Stored items:

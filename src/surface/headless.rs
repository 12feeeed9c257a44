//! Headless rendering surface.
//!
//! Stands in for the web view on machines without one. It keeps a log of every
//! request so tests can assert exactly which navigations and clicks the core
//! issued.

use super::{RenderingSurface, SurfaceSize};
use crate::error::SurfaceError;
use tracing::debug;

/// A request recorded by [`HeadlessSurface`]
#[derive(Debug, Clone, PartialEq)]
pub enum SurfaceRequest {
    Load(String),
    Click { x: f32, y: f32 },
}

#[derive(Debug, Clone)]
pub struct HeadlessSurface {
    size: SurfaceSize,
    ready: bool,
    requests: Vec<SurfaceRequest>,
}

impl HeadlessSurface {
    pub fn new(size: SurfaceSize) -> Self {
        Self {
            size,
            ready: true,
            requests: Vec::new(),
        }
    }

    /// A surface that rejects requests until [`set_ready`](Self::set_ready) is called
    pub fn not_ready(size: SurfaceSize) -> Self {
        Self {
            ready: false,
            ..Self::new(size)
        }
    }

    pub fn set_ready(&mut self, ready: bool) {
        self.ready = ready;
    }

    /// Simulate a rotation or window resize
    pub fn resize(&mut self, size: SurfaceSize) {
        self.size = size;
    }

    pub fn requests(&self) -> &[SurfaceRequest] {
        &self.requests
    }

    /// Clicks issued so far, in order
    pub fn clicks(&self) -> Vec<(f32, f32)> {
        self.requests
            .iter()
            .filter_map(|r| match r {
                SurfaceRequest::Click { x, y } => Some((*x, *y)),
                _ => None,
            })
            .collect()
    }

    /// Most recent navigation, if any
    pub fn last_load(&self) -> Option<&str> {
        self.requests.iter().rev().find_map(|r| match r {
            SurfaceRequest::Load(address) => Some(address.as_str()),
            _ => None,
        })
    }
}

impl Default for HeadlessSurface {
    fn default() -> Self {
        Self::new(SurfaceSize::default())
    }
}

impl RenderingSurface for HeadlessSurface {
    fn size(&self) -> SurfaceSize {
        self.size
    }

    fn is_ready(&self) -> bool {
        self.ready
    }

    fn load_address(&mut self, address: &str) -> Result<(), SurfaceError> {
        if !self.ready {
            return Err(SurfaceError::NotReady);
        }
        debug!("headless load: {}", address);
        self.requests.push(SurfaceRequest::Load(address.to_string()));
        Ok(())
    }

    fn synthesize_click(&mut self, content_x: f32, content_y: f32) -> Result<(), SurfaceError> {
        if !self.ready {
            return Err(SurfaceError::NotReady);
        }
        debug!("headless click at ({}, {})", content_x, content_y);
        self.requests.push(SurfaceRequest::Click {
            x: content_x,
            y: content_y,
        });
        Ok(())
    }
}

---

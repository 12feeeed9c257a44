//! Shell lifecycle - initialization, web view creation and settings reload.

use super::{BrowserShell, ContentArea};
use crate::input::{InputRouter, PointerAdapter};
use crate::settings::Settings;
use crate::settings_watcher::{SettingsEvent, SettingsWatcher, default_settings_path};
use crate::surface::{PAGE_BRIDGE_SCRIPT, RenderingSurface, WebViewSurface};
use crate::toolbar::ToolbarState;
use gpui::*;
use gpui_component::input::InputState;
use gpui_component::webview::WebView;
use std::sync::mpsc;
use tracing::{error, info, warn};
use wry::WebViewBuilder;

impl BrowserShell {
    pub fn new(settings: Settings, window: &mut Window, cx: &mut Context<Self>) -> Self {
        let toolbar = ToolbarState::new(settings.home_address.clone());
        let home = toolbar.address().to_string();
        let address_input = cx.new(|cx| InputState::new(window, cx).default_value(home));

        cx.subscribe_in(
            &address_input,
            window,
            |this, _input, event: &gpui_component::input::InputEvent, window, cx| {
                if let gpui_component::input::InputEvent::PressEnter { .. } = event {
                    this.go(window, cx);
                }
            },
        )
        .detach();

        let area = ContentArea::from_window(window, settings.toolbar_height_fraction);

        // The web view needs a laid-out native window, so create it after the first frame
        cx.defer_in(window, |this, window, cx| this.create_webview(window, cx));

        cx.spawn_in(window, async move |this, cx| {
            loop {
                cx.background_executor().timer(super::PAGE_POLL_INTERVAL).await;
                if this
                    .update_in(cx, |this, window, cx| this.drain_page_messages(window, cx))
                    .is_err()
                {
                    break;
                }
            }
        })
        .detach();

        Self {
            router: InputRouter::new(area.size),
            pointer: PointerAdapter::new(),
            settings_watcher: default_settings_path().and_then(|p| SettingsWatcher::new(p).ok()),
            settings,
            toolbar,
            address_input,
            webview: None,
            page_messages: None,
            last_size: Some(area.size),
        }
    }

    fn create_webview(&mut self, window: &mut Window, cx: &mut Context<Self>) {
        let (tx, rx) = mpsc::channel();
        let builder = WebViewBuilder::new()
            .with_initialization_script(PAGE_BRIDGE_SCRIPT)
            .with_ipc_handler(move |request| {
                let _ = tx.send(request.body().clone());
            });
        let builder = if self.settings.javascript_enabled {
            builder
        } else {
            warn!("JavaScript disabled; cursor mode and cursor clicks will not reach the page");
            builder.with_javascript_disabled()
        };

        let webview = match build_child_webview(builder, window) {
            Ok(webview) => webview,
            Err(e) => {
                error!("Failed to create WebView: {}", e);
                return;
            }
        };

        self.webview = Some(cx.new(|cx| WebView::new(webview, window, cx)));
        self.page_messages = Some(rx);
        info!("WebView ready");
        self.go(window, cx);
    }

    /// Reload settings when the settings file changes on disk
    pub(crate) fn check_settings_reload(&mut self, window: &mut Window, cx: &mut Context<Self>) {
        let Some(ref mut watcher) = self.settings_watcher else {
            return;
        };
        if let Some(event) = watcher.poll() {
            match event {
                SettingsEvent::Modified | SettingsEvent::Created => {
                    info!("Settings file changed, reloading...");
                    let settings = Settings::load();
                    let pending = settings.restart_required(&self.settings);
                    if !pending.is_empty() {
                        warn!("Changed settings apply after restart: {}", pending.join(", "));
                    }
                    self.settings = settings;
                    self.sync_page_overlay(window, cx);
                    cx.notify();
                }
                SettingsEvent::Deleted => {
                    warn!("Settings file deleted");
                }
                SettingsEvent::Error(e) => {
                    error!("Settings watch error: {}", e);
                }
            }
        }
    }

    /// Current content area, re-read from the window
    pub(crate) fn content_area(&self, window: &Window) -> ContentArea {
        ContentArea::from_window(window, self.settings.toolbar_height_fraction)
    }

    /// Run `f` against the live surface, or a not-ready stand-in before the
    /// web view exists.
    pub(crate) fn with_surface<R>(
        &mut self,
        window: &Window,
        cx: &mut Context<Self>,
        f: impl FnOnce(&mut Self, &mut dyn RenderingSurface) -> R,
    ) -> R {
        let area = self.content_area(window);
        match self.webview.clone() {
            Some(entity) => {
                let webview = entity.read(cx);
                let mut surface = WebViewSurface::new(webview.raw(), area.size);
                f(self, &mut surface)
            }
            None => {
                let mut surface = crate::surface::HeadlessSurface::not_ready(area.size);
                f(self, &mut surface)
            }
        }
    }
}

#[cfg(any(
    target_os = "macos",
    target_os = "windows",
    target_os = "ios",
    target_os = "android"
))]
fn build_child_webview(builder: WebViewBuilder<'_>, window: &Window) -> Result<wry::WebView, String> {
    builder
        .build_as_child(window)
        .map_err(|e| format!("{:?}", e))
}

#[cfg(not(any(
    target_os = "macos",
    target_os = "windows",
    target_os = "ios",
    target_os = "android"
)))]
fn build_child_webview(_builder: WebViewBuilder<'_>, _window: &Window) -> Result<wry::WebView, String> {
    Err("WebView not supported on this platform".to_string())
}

REQUIRED ACTION:
Only the lines that contain the string "return" should be copied from the entries above.

EXPECTED ANSWER:
            return Err(SurfaceError::NotReady);
            return Err(SurfaceError::NotReady);
                return;
            return;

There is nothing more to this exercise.